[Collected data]
┄┄┄┄┄┄
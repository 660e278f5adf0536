//! Fpga.toml manifest parsing and schema.
//!
//! The manifest declares a whole build once. It is applied to a fresh
//! [`Project`] for the selected backend. Relative paths are taken relative
//! to the directory holding the manifest.

use std::collections::BTreeMap;
use std::path::{Path, PathBuf};

use anyhow::{bail, Context, Result};
use serde::{Deserialize, Serialize};

use crate::builder::shim::BackendId;
use crate::core::config::{is_constraint_file, ConstraintStage, FileKind};
use crate::core::phase::{HookStage, Phase};
use crate::core::project::Project;
use crate::util::fs::{glob_files, is_glob};

/// Name of the manifest file.
pub const MANIFEST_NAME: &str = "Fpga.toml";

/// The `[project]` section.
#[derive(Debug, Clone, Default, Serialize, Deserialize)]
#[serde(deny_unknown_fields)]
pub struct ProjectSection {
    pub name: Option<String>,
    pub backend: Option<String>,
    pub part: Option<String>,
    pub top: Option<String>,
    pub outdir: Option<PathBuf>,
    pub strategy: Option<String>,
    pub task: Option<String>,
    pub template_dir: Option<PathBuf>,
}

/// One `[[files]]` entry. `path` may be a glob.
#[derive(Debug, Clone, Serialize, Deserialize)]
#[serde(deny_unknown_fields)]
pub struct FileSpec {
    pub path: String,
    pub kind: Option<String>,
    pub library: Option<String>,
}

/// One `[[constraints]]` entry.
#[derive(Debug, Clone, Serialize, Deserialize)]
#[serde(deny_unknown_fields)]
pub struct ConstraintSpec {
    pub path: PathBuf,
    pub stage: Option<String>,
}

/// A define or parameter value. TOML numbers and booleans are accepted and
/// rendered the way they are written.
#[derive(Debug, Clone, PartialEq, Serialize, Deserialize)]
#[serde(untagged)]
pub enum ScalarValue {
    String(String),
    Integer(i64),
    Float(f64),
    Boolean(bool),
}

impl std::fmt::Display for ScalarValue {
    fn fmt(&self, f: &mut std::fmt::Formatter<'_>) -> std::fmt::Result {
        match self {
            ScalarValue::String(s) => write!(f, "{}", s),
            ScalarValue::Integer(i) => write!(f, "{}", i),
            ScalarValue::Float(x) => write!(f, "{}", x),
            ScalarValue::Boolean(b) => write!(f, "{}", b),
        }
    }
}

/// The parsed Fpga.toml manifest.
#[derive(Debug, Clone, Default, Serialize, Deserialize)]
#[serde(deny_unknown_fields)]
pub struct Manifest {
    #[serde(default)]
    pub includes: Vec<PathBuf>,

    #[serde(default)]
    pub project: ProjectSection,

    #[serde(default)]
    pub files: Vec<FileSpec>,

    #[serde(default)]
    pub constraints: Vec<ConstraintSpec>,

    #[serde(default)]
    pub defines: BTreeMap<String, ScalarValue>,

    #[serde(default)]
    pub params: BTreeMap<String, ScalarValue>,

    /// Phase name to tool options
    #[serde(default)]
    pub options: BTreeMap<String, Vec<String>>,

    /// Hook stage name to commands
    #[serde(default)]
    pub hooks: BTreeMap<String, Vec<String>>,

    /// Directory containing the manifest
    #[serde(skip)]
    pub manifest_dir: PathBuf,
}

impl Manifest {
    /// Load a manifest from a file path.
    pub fn load(path: &Path) -> Result<Self> {
        let content = std::fs::read_to_string(path)
            .with_context(|| format!("failed to read manifest: {}", path.display()))?;

        Self::parse(&content, path)
    }

    /// Parse manifest content.
    pub fn parse(content: &str, path: &Path) -> Result<Self> {
        let mut manifest: Manifest = toml::from_str(content)
            .with_context(|| format!("failed to parse {}", path.display()))?;

        manifest.manifest_dir = match path.parent() {
            Some(dir) if !dir.as_os_str().is_empty() => dir.to_path_buf(),
            _ => PathBuf::from("."),
        };
        Ok(manifest)
    }

    /// Backend named in the manifest, if any.
    pub fn backend(&self) -> Result<Option<BackendId>> {
        self.project
            .backend
            .as_deref()
            .map(|name| {
                name.parse::<BackendId>()
                    .with_context(|| format!("invalid [project] backend in {}", MANIFEST_NAME))
            })
            .transpose()
    }

    /// Resolve a manifest-relative path.
    pub fn resolve_path(&self, path: &Path) -> PathBuf {
        if path.is_absolute() {
            path.to_path_buf()
        } else {
            self.manifest_dir.join(path)
        }
    }

    /// Build a project for `backend` from this manifest.
    ///
    /// Every value goes through the same validation as the library calls;
    /// the first rejected value aborts with the manifest field in context.
    pub fn to_project(&self, backend: BackendId) -> Result<Project> {
        let mut project = Project::new(backend);
        let section = &self.project;

        if let Some(name) = &section.name {
            if name.trim().is_empty() {
                bail!("[project] name in {} must not be empty", MANIFEST_NAME);
            }
            project = project.with_name(name);
        }
        if let Some(part) = &section.part {
            project
                .set_part(part)
                .with_context(|| format!("invalid [project] part for the {} backend", backend))?;
        }
        if let Some(top) = &section.top {
            project.set_top(top);
        }
        if let Some(strategy) = &section.strategy {
            project.set_strategy(strategy.parse().context("invalid [project] strategy")?);
        }
        if let Some(task) = &section.task {
            project.set_task(task.parse().context("invalid [project] task")?);
        }
        if let Some(outdir) = &section.outdir {
            project.set_outdir(self.resolve_path(outdir));
        }
        if let Some(dir) = &section.template_dir {
            project.set_template_dir(self.resolve_path(dir));
        }

        for spec in &self.files {
            self.apply_file(&mut project, spec)
                .with_context(|| format!("invalid [[files]] entry `{}`", spec.path))?;
        }

        for include in &self.includes {
            project.add_include(self.resolve_path(include));
        }

        for spec in &self.constraints {
            let stage = match &spec.stage {
                Some(stage) => stage.parse().with_context(|| {
                    format!("invalid stage for constraint `{}`", spec.path.display())
                })?,
                None => ConstraintStage::default(),
            };
            project.add_constraint(self.resolve_path(&spec.path), stage);
        }

        for (name, value) in &self.defines {
            project.add_define(name, value.to_string());
        }
        for (name, value) in &self.params {
            project.add_param(name, value.to_string());
        }

        for (phase, options) in &self.options {
            let phase: Phase = phase.parse().context("invalid [options] table")?;
            for option in options {
                project.add_option(option, phase);
            }
        }
        for (stage, commands) in &self.hooks {
            let stage: HookStage = stage.parse().context("invalid [hooks] table")?;
            for command in commands {
                project.add_hook(stage, command);
            }
        }

        tracing::debug!(
            "manifest applied: {} files, {} constraints",
            project.config().files.len(),
            project.config().constraints.len()
        );
        Ok(project)
    }

    fn apply_file(&self, project: &mut Project, spec: &FileSpec) -> Result<()> {
        let library = spec.library.as_deref();
        let kind = spec
            .kind
            .as_deref()
            .map(str::parse::<FileKind>)
            .transpose()?;

        if !is_glob(&spec.path) {
            let path = self.resolve_path(Path::new(&spec.path));
            if kind.is_none() && is_constraint_file(&path) {
                project.add_constraint(path, ConstraintStage::All);
            } else {
                project.add_file(path, kind, library)?;
            }
            return Ok(());
        }

        match kind {
            None => {
                let pattern = self.resolve_path(Path::new(&spec.path));
                project.add_files(&pattern.to_string_lossy(), library)?;
            }
            Some(kind) => {
                let paths = glob_files(&self.manifest_dir, &spec.path)?;
                if paths.is_empty() {
                    bail!("pattern matched no files");
                }
                for path in paths {
                    project.add_file(path, Some(kind), library)?;
                }
            }
        }
        Ok(())
    }
}

/// Look for a manifest in `start` and its ancestors.
pub fn find_manifest(start: &Path) -> Option<PathBuf> {
    start
        .ancestors()
        .map(|dir| dir.join(MANIFEST_NAME))
        .find(|candidate| candidate.is_file())
}

/// Generate a starter Fpga.toml.
pub fn generate_manifest(name: &str, backend: BackendId, part: &str) -> String {
    format!(
        r#"includes = []

[project]
name = "{name}"
backend = "{backend}"
part = "{part}"
top = "Top"
outdir = "results"
strategy = "none"
task = "bit"

[[files]]
path = "hdl/*.v"

# [[constraints]]
# path = "constraints/pins.xdc"
# stage = "all"

[defines]

[params]

[options]

[hooks]
"#
    )
}
//! Libero SoC backend shim.
//!
//! Libero parts are written `FAMILY-SPEED-PACKAGE` or `FAMILY-PACKAGE`.
//! The speed grade may also come last (`mpf100t-fcg484-1`) and defaults to
//! `STD` when absent. Libero has no batch programming flow here.

use std::sync::LazyLock;

use regex::Regex;

use crate::builder::shim::capabilities::{BackendCapabilities, BackendId, BackendKind};
use crate::builder::shim::tcl::{braced, extension, path_str};
use crate::builder::shim::trait_def::BackendShim;
use crate::builder::template::RenderContext;
use crate::core::config::BuildConfig;
use crate::core::errors::BuildError;
use crate::core::part::{FamilyName, FamilyTable, PartDescriptor, PartResolver};

const CAPABILITIES: BackendCapabilities = BackendCapabilities {
    id: BackendId::Libero,
    kind: BackendKind::ProjectFile,
    description: "Microchip Libero SoC (PolarFire, SmartFusion2, IGLOO2)",
    tool: "libero",
    install_hint: "Install Libero SoC and add its bin directory to PATH",
    default_part: "mpf100t-1-fcg484",
    script: "libero.tcl",
    command: "libero SCRIPT:libero.tcl",
    bitstream_ext: "stp",
    transfer: None,
};

const LIBERO_PART_SHAPE: &str = "FAMILY-SPEED-PACKAGE or FAMILY-PACKAGE";

/// Speed grade used when the part does not name one.
pub const DEFAULT_SPEED: &str = "STD";

static LIBERO_PART: LazyLock<Regex> = LazyLock::new(|| {
    Regex::new(r"^(\w+)-(\w+)(?:-(\w+))?$").expect("literal regex is valid")
});

const LIBERO_FAMILIES: &[FamilyTable] = &[
    FamilyTable {
        name: FamilyName::Fixed("PolarFireSoC"),
        prefixes: &["mpfs"],
    },
    FamilyTable {
        name: FamilyName::Fixed("PolarFire"),
        prefixes: &["mpf"],
    },
    FamilyTable {
        name: FamilyName::Fixed("SmartFusion2"),
        prefixes: &["m2s"],
    },
    FamilyTable {
        name: FamilyName::Fixed("IGLOO2"),
        prefixes: &["m2gl"],
    },
    FamilyTable {
        name: FamilyName::Fixed("RTG4"),
        prefixes: &["rt4g"],
    },
];

/// A Libero part split into its three components.
#[derive(Debug, Clone, PartialEq, Eq)]
struct LiberoPart {
    die: String,
    speed: String,
    package: String,
}

impl LiberoPart {
    fn parse(part: &str) -> Result<LiberoPart, BuildError> {
        let caps = LIBERO_PART
            .captures(part)
            .ok_or_else(|| BuildError::MalformedPart {
                part: part.to_string(),
                expected: LIBERO_PART_SHAPE.to_string(),
            })?;

        let die = caps[1].to_string();
        let mut speed = caps[2].to_string();
        let mut package = caps.get(3).map(|m| m.as_str().to_string()).unwrap_or_default();

        // The package is always the longer token
        if speed.len() > package.len() {
            std::mem::swap(&mut speed, &mut package);
        }
        if speed.is_empty() {
            speed = DEFAULT_SPEED.to_string();
        }

        Ok(LiberoPart {
            die,
            speed,
            package,
        })
    }

    fn to_part_string(&self) -> String {
        format!("{}-{}-{}", self.die, self.speed, self.package)
    }
}

/// Libero SoC backend shim.
pub struct LiberoShim {
    resolver: PartResolver,
}

impl LiberoShim {
    pub fn new() -> Self {
        let resolver = LIBERO_FAMILIES
            .iter()
            .fold(PartResolver::new(), |r, table| r.with_table(*table));
        LiberoShim { resolver }
    }
}

impl Default for LiberoShim {
    fn default() -> Self {
        Self::new()
    }
}

impl BackendShim for LiberoShim {
    fn capabilities(&self) -> &BackendCapabilities {
        &CAPABILITIES
    }

    fn resolver(&self) -> &PartResolver {
        &self.resolver
    }

    fn describe_part(&self, part: &str) -> Result<PartDescriptor, BuildError> {
        let parsed = LiberoPart::parse(part)?;
        Ok(PartDescriptor {
            family: self.resolver.family(part),
            device: parsed.die,
            package: parsed.package,
        })
    }

    fn normalize_part(&self, part: &str) -> Result<String, BuildError> {
        Ok(LiberoPart::parse(part)?.to_part_string())
    }

    fn build_context(
        &self,
        config: &BuildConfig,
        part: &PartDescriptor,
        ctx: &mut RenderContext,
    ) -> Result<(), BuildError> {
        let parsed = LiberoPart::parse(&config.part)?;
        ctx.insert("FAMILY", part.require_family(&config.part)?);
        ctx.insert("DEVICE", parsed.die.to_uppercase());
        ctx.insert("PACKAGE", parsed.package.to_uppercase());
        ctx.insert(
            "SPEED",
            if parsed.speed == DEFAULT_SPEED {
                parsed.speed
            } else {
                format!("-{}", parsed.speed)
            },
        );

        let mut files = Vec::new();
        for file in &config.files {
            files.push(format!("create_links -hdl_source {}", braced(&file.path)));
            if let Some(lib) = &file.library {
                files.push(format!("add_library -library {{{}}}", lib));
                files.push(format!(
                    "add_file_to_library -library {{{}}} -file {}",
                    lib,
                    braced(&file.path)
                ));
            }
        }
        ctx.insert("FILES", files.join("\n"));

        let module = format!("{{{}::work}}", config.top);
        let mut constraints = Vec::new();
        for entry in &config.constraints {
            let path = braced(&entry.path);
            let (link, input) = match extension(&entry.path).as_str() {
                "pdc" => ("-io_pdc", "pdc"),
                "sdc" => ("-sdc", "constraint"),
                _ => ("-fdc", "fdc"),
            };
            constraints.push(format!("create_links {} {}", link, path));
            if entry.stage.in_synthesis() && input != "pdc" {
                constraints.push(format!(
                    "organize_tool_files -tool {{SYNTHESIZE}} -file {} -module {} -input_type {{{}}}",
                    path, module, input
                ));
            }
            if entry.stage.in_implementation() {
                constraints.push(format!(
                    "organize_tool_files -tool {{PLACEROUTE}} -file {} -module {} -input_type {{{}}}",
                    path, module, input
                ));
            }
        }
        ctx.insert("CONSTRAINTS", constraints.join("\n"));

        if !config.includes.is_empty() {
            let dirs: Vec<_> = config.includes.iter().map(|p| path_str(p)).collect();
            ctx.insert(
                "INCLUDES",
                format!(
                    "configure_tool -name {{SYNTHESIZE}} -params {{SYNPLIFY_OPTIONS:set_option -include_path \"{}\"}}",
                    dirs.join(";")
                ),
            );
        }
        if !config.defines.is_empty() {
            let defines: Vec<_> = config
                .defines
                .iter()
                .map(|(k, v)| format!("{}={}", k, v))
                .collect();
            ctx.insert(
                "DEFINES",
                format!(
                    "configure_tool -name {{SYNTHESIZE}} -params {{SYNPLIFY_OPTIONS:set_option -hdl_define -set \"{}\"}}",
                    defines.join(" ")
                ),
            );
        }
        let params: Vec<_> = config
            .params
            .iter()
            .map(|(k, v)| {
                format!(
                    "configure_tool -name {{SYNTHESIZE}} -params {{SYNPLIFY_OPTIONS:set_option -hdl_param -set \"{}={}\"}}",
                    k, v
                )
            })
            .collect();
        ctx.insert("PARAMS", params.join("\n"));

        Ok(())
    }
}

#[cfg(test)]
mod tests {
    use super::*;
    use crate::builder::template::TemplateSource;
    use crate::core::choice::DevType;
    use crate::core::config::{ConstraintEntry, ConstraintStage};
    use crate::core::project::TransferRequest;
    use std::path::PathBuf;

    #[test]
    fn test_normalize() {
        let shim = LiberoShim::new();
        assert_eq!(shim.normalize_part("mpf100t-1-fcg484").unwrap(), "mpf100t-1-fcg484");
        assert_eq!(shim.normalize_part("mpf100t-fcg484").unwrap(), "mpf100t-STD-fcg484");
        assert_eq!(shim.normalize_part("mpf100t-fcg484-1").unwrap(), "mpf100t-1-fcg484");
        assert_eq!(shim.normalize_part("m2s010-1-tq144").unwrap(), "m2s010-1-tq144");
    }

    #[test]
    fn test_normalize_rejects() {
        let shim = LiberoShim::new();
        for bad in ["", "mpf100t", "a-b-c-d", "mpf100t fcg484"] {
            match shim.normalize_part(bad) {
                Err(BuildError::MalformedPart { expected, .. }) => {
                    assert_eq!(expected, "FAMILY-SPEED-PACKAGE or FAMILY-PACKAGE")
                }
                other => panic!("`{bad}`: unexpected {other:?}"),
            }
        }
    }

    #[test]
    fn test_family_table_order() {
        let shim = LiberoShim::new();
        let family = |p: &str| shim.describe_part(p).unwrap().family;
        assert_eq!(family("mpfs250t-fcvg484").as_deref(), Some("PolarFireSoC"));
        assert_eq!(family("MPF300T-1-FCG1152").as_deref(), Some("PolarFire"));
        assert_eq!(family("m2gl025-vf256").as_deref(), Some("IGLOO2"));
    }

    #[test]
    fn test_context() {
        let shim = LiberoShim::new();
        let mut config = BuildConfig::new("mpf100t-fcg484");
        config.top = "Top".to_string();
        config.constraints.push(ConstraintEntry {
            path: PathBuf::from("/c/timing.sdc"),
            stage: ConstraintStage::Syn,
        });
        config.constraints.push(ConstraintEntry {
            path: PathBuf::from("/c/io.pdc"),
            stage: ConstraintStage::All,
        });

        let part = shim.describe_part(&config.part).unwrap();
        let mut ctx = RenderContext::new();
        shim.build_context(&config, &part, &mut ctx).unwrap();

        assert_eq!(ctx.get("FAMILY"), Some("PolarFire"));
        assert_eq!(ctx.get("DEVICE"), Some("MPF100T"));
        assert_eq!(ctx.get("PACKAGE"), Some("FCG484"));
        assert_eq!(ctx.get("SPEED"), Some("STD"));

        let constraints = ctx.get("CONSTRAINTS").unwrap();
        assert!(constraints.contains("create_links -sdc {/c/timing.sdc}"));
        assert!(constraints.contains(
            "organize_tool_files -tool {SYNTHESIZE} -file {/c/timing.sdc} -module {Top::work} -input_type {constraint}"
        ));
        assert!(!constraints.contains("-tool {PLACEROUTE} -file {/c/timing.sdc}"));
        assert!(!constraints.contains("-tool {SYNTHESIZE} -file {/c/io.pdc}"));
        assert!(constraints.contains("-tool {PLACEROUTE} -file {/c/io.pdc}"));
    }

    #[test]
    fn test_no_transfer() {
        let mut ctx = RenderContext::new();
        ctx.insert("BITSTREAM", "/out/libero.stp");
        let err = LiberoShim::new()
            .transfer(
                &BuildConfig::new(CAPABILITIES.default_part),
                &ctx,
                &TransferRequest::new(DevType::Fpga),
                &TemplateSource::builtin(),
            )
            .unwrap_err();
        assert!(matches!(err, BuildError::UnsupportedOperation { .. }));
    }
}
┄┄┄┄┄┄
* _Directions for this task_:
Beginning at the first line of the records, give again each line exactly as written, ending with the line that contains "holding the manifest.".

* _Response for this exercise_:
repository 660e278f5adf0536
//! Fpga.toml manifest parsing and schema.
//!
//! The manifest declares a whole build once. It is applied to a fresh
//! [`Project`] for the selected backend. Relative paths are taken relative
//! to the directory holding the manifest.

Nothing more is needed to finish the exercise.